1.2. Literature Review

In the literature, CHP systems are described as having already been widely employed in industrial scenarios, while the residential sector presents a high penetration potential [14,15,16,17]. In fact, currently, most residential users still employ a domestic boiler and the national grid to meet their thermal and electrical energy demand, respectively. As stated in [18], building heating accounts for 40% of total energy consumption [19]. Thus, CHP units are a potential alternative to enhance primary energy savings in residential applications [20]. In the “CHP scenario,” a prime mover (PM) supplies both thermal and electrical energy. Some micro-CHP systems for residential building applications are examined in [1,4,14,21,22,23] by also considering their economic performance.

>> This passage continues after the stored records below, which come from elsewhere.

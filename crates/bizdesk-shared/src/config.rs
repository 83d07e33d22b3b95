//! Configuration management
//!
//! Layering: built-in defaults, `config/default.toml`, `config/{APP_ENV}.toml`,
//! then `BIZDESK__SECTION__KEY` environment variables.

use config::{Config, ConfigError, Environment, File};
use serde::Deserialize;

#[derive(Debug, Deserialize, Clone)]
pub struct AppConfig {
    pub app: AppSettings,
    pub log: LogSettings,
    pub database: DatabaseSettings,
    pub jwt: JwtSettings,
    pub security: SecuritySettings,
    pub llm: LlmSettings,
    pub search: SearchSettings,
    pub openfactura: OpenFacturaSettings,
    pub image_host: ImageHostSettings,
    pub mail: MailSettings,
    pub payroll: PayrollSettings,
    pub limits: LimitsSettings,
}

#[derive(Debug, Deserialize, Clone)]
pub struct AppSettings {
    pub env: String,
    pub host: String,
    pub port: u16,
    pub name: String,
    #[serde(default)]
    pub cors_origins: Vec<String>,
}

#[derive(Debug, Deserialize, Clone)]
pub struct LogSettings {
    pub level: String,
    pub json: bool,
    /// Daily rolling files are written here when set.
    pub directory: Option<String>,
}

#[derive(Debug, Deserialize, Clone)]
pub struct DatabaseSettings {
    pub url: String,
    pub max_connections: u32,
    pub min_connections: u32,
    pub acquire_timeout_seconds: u64,
    pub run_migrations: bool,
}

#[derive(Debug, Deserialize, Clone)]
pub struct JwtSettings {
    pub secret: String,
    pub access_token_expiry: i64,
}

#[derive(Debug, Deserialize, Clone)]
pub struct SecuritySettings {
    /// Key accepted in `x-api-key` for service-to-service calls that name
    /// their tenant with `x-tenant-id`. Empty disables that path.
    pub service_api_key: String,
}

#[derive(Debug, Deserialize, Clone)]
pub struct LlmSettings {
    pub timeout_seconds: u64,
    pub gemini_base_url: String,
    pub gemini_api_key: String,
    pub gemini_model: String,
    pub openai_base_url: String,
    pub openai_api_key: String,
    pub openai_model: String,
    pub premium_model: String,
    pub temperature: f32,
    pub max_tokens: u32,
}

#[derive(Debug, Deserialize, Clone)]
pub struct SearchSettings {
    pub base_url: String,
    pub api_key: String,
    pub engine_id: String,
    pub timeout_seconds: u64,
}

#[derive(Debug, Deserialize, Clone)]
pub struct OpenFacturaSettings {
    pub base_url: String,
    pub api_key: String,
    pub chunk_days: u32,
    pub request_delay_ms: u64,
    pub timeout_seconds: u64,
}

#[derive(Debug, Deserialize, Clone)]
pub struct ImageHostSettings {
    pub upload_url: String,
    pub api_key: String,
    pub timeout_seconds: u64,
}

#[derive(Debug, Deserialize, Clone)]
pub struct MailSettings {
    pub enabled: bool,
    pub smtp_host: String,
    pub smtp_port: u16,
    pub username: String,
    pub password: String,
    pub from_address: String,
}

#[derive(Debug, Deserialize, Clone)]
pub struct PayrollSettings {
    pub pension_rate: f64,
    pub health_rate: f64,
}

#[derive(Debug, Deserialize, Clone)]
pub struct LimitsSettings {
    /// Concurrent enrichment requests allowed per process.
    pub enrichment_concurrency: usize,
    pub acquire_timeout_ms: u64,
}

impl AppConfig {
    pub fn load() -> Result<Self, ConfigError> {
        let env = std::env::var("APP_ENV").unwrap_or_else(|_| "development".into());
        let config = Self::defaults(Config::builder())?
            .add_source(File::with_name("config/default").required(false))
            .add_source(File::with_name(&format!("config/{}", env)).required(false))
            .add_source(
                Environment::with_prefix("BIZDESK")
                    .prefix_separator("__")
                    .separator("__")
                    .try_parsing(true),
            )
            .build()?;
        config.try_deserialize()
    }

    fn defaults(
        builder: config::ConfigBuilder<config::builder::DefaultState>,
    ) -> Result<config::ConfigBuilder<config::builder::DefaultState>, ConfigError> {
        builder
            .set_default("app.env", "development")?
            .set_default("app.host", "127.0.0.1")?
            .set_default("app.port", 8080)?
            .set_default("app.name", "bizdesk-server")?
            .set_default("app.cors_origins", Vec::<String>::new())?
            .set_default("log.level", "info,bizdesk=debug")?
            .set_default("log.json", true)?
            .set_default("database.max_connections", 10)?
            .set_default("database.min_connections", 1)?
            .set_default("database.acquire_timeout_seconds", 3)?
            .set_default("database.run_migrations", true)?
            .set_default("jwt.access_token_expiry", crate::constants::DEFAULT_ACCESS_TOKEN_EXPIRY)?
            .set_default("security.service_api_key", "")?
            .set_default("llm.timeout_seconds", 60)?
            .set_default("llm.gemini_base_url", "https://generativelanguage.googleapis.com/v1beta")?
            .set_default("llm.gemini_api_key", "")?
            .set_default("llm.gemini_model", "gemini-1.5-flash")?
            .set_default("llm.openai_base_url", "https://api.openai.com/v1")?
            .set_default("llm.openai_api_key", "")?
            .set_default("llm.openai_model", "gpt-4o-mini")?
            .set_default("llm.premium_model", "gpt-4o")?
            .set_default("llm.temperature", 0.4)?
            .set_default("llm.max_tokens", 800)?
            .set_default("search.base_url", "https://www.googleapis.com/customsearch/v1")?
            .set_default("search.api_key", "")?
            .set_default("search.engine_id", "")?
            .set_default("search.timeout_seconds", 20)?
            .set_default("openfactura.base_url", "https://api.haulmer.com")?
            .set_default("openfactura.api_key", "")?
            .set_default("openfactura.chunk_days", 30)?
            .set_default("openfactura.request_delay_ms", 400)?
            .set_default("openfactura.timeout_seconds", 30)?
            .set_default("image_host.upload_url", "https://api.imgbb.com/1/upload")?
            .set_default("image_host.api_key", "")?
            .set_default("image_host.timeout_seconds", 30)?
            .set_default("mail.enabled", false)?
            .set_default("mail.smtp_host", "localhost")?
            .set_default("mail.smtp_port", 587)?
            .set_default("mail.username", "")?
            .set_default("mail.password", "")?
            .set_default("mail.from_address", "BizDesk <no-reply@bizdesk.local>")?
            .set_default("payroll.pension_rate", 0.10)?
            .set_default("payroll.health_rate", 0.07)?
            .set_default("limits.enrichment_concurrency", 4)?
            .set_default("limits.acquire_timeout_ms", 5000)
    }

    /// Checks the values serde cannot express.
    pub fn validate(&self) -> Result<(), crate::AppError> {
        if self.jwt.secret.len() < 32 {
            return Err(crate::AppError::InvalidConfig(
                "jwt.secret must be at least 32 characters".to_string(),
            ));
        }
        if self.openfactura.chunk_days == 0 {
            return Err(crate::AppError::InvalidConfig(
                "openfactura.chunk_days must be positive".to_string(),
            ));
        }
        for (name, rate) in [
            ("payroll.pension_rate", self.payroll.pension_rate),
            ("payroll.health_rate", self.payroll.health_rate),
        ] {
            if !(0.0..1.0).contains(&rate) {
                return Err(crate::AppError::InvalidConfig(format!(
                    "{} must be in [0, 1)",
                    name
                )));
            }
        }
        Ok(())
    }
}

#[cfg(test)]
mod tests {
    use super::*;

    fn load_from_toml(toml: &str) -> AppConfig {
        AppConfig::defaults(Config::builder())
            .unwrap()
            .add_source(File::from_str(toml, config::FileFormat::Toml))
            .build()
            .unwrap()
            .try_deserialize()
            .unwrap()
    }

    #[test]
    fn test_defaults_fill_everything_but_secrets() {
        let cfg = load_from_toml(
            r#"
            [database]
            url = "postgres://localhost/bizdesk"
            [jwt]
            secret = "0123456789abcdef0123456789abcdef"
            "#,
        );
        assert_eq!(cfg.app.port, 8080);
        assert_eq!(cfg.openfactura.chunk_days, 30);
        assert_eq!(cfg.openfactura.request_delay_ms, 400);
        assert!(cfg.validate().is_ok());
    }

    #[test]
    fn test_short_jwt_secret_rejected() {
        let cfg = load_from_toml(
            r#"
            [database]
            url = "postgres://localhost/bizdesk"
            [jwt]
            secret = "short"
            "#,
        );
        assert!(cfg.validate().is_err());
    }
}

Energy management systems (EMSs) are fundamental in order to solve energy management problems [24]. In the last few years, several EMS approaches were investigated. For example, Shayeghi et al. [25] classified EMSs as (i) nonrenewable based, (ii) energy storage system based, (iii) demand-side management based and (iv) hybrid system based. Instead, Dehghanpour et al. [26] identified three different categories, namely centralized, distributed and hybrid control. Finally, Ghiani et al. [27] classified EMSs into (i) classical and exact, (ii) heuristic and metaheuristic and (iii) artificial intelligent solution. An indepth analysis was provided by Georgilakis [28]. The exploitation of EMSs has been the object of several research activities. For example, an artificial neural network provided encouraging results in [29] by significantly reducing the primary energy consumption, emissions and operating costs of a microgeneration system coupled with renewable energy. A similar energy system and objective function were optimized by Roy et al. in [30]. Artificial neural network effectiveness was also shown by Seo et al. [31]. Instead, Wang et al. [32] and Wu et al. [33] exploited particle swarm algorithms to optimize the capacity of hybrid energy storage systems.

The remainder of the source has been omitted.